━━━━━ Data section ━━━━━

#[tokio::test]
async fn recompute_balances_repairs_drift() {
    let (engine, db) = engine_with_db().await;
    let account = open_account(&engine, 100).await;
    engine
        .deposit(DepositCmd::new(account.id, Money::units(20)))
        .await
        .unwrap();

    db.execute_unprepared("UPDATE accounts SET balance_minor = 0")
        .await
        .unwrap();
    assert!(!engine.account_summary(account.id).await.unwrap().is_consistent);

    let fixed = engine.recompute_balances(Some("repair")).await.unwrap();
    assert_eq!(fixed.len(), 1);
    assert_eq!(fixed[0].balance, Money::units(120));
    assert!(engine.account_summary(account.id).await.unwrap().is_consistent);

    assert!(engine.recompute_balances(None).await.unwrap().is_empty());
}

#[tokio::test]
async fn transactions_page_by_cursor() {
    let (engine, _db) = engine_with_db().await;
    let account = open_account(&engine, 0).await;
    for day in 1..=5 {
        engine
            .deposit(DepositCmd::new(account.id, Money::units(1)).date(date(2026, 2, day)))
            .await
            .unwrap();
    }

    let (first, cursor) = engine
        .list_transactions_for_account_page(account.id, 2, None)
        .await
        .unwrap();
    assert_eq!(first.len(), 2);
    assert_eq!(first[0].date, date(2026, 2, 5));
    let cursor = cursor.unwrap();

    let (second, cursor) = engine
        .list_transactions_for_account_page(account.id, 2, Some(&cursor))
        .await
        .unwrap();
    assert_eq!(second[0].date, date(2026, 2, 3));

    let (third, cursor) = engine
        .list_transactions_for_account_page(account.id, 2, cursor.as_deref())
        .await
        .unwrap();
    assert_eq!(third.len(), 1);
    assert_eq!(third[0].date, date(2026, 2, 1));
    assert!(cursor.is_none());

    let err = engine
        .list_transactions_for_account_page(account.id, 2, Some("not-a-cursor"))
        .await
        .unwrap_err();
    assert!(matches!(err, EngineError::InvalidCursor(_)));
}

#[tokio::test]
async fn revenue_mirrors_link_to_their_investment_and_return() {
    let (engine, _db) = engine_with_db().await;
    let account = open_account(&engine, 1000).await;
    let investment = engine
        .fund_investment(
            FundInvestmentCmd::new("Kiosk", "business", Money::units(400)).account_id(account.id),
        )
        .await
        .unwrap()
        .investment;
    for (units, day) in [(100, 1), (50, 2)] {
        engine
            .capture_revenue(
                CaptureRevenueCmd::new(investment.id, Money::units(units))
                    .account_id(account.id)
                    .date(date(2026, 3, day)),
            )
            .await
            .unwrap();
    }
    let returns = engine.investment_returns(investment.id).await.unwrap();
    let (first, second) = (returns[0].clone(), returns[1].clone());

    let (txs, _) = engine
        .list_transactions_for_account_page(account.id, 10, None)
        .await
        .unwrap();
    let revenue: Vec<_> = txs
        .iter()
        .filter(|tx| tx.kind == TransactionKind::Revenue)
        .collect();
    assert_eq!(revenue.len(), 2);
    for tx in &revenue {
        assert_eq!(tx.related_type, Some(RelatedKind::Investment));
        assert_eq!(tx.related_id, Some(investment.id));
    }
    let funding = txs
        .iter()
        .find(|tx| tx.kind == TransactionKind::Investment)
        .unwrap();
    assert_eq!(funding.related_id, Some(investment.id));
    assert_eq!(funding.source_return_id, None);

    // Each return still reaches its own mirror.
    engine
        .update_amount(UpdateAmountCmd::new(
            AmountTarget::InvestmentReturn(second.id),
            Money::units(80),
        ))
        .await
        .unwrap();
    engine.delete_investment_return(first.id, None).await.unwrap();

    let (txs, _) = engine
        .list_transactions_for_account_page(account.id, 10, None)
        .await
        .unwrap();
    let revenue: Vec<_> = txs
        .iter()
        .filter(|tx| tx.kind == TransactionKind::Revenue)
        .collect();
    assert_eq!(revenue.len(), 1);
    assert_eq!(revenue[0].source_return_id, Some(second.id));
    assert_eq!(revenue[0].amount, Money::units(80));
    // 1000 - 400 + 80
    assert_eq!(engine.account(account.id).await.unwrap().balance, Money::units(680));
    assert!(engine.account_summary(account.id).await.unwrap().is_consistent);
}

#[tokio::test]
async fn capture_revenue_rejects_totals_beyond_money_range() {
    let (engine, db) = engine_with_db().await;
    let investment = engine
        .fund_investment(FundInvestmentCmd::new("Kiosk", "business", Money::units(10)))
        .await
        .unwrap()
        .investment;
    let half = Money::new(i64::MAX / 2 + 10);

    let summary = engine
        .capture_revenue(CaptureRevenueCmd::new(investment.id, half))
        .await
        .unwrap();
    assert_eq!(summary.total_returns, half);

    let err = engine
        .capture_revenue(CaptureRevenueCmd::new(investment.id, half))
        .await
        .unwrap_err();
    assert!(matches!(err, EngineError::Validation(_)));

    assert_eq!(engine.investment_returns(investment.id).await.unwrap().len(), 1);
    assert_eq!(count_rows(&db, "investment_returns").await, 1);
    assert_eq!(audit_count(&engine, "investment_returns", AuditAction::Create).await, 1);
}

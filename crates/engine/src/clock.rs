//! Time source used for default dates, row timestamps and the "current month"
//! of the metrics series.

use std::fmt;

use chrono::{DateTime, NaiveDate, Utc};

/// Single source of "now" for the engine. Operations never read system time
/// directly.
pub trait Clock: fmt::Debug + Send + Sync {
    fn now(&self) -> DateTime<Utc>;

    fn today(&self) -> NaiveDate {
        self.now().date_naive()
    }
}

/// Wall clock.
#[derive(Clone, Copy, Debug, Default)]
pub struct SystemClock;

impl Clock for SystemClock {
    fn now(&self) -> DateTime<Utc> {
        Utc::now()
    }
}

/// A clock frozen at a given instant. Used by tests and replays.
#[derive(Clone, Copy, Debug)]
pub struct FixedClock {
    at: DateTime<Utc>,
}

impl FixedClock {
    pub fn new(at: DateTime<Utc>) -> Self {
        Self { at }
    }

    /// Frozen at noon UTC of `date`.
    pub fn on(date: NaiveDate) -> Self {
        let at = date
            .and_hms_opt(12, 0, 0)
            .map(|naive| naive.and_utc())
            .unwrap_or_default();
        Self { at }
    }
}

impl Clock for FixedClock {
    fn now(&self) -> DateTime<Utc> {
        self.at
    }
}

━━━━━

▶ _What the exercise asks_: For each line of the entries that contains the word "funding", make a copy.

▶ _Solution to this exercise_:
    let funding = txs
    assert_eq!(funding.related_id, Some(investment.id));
    assert_eq!(funding.source_return_id, None);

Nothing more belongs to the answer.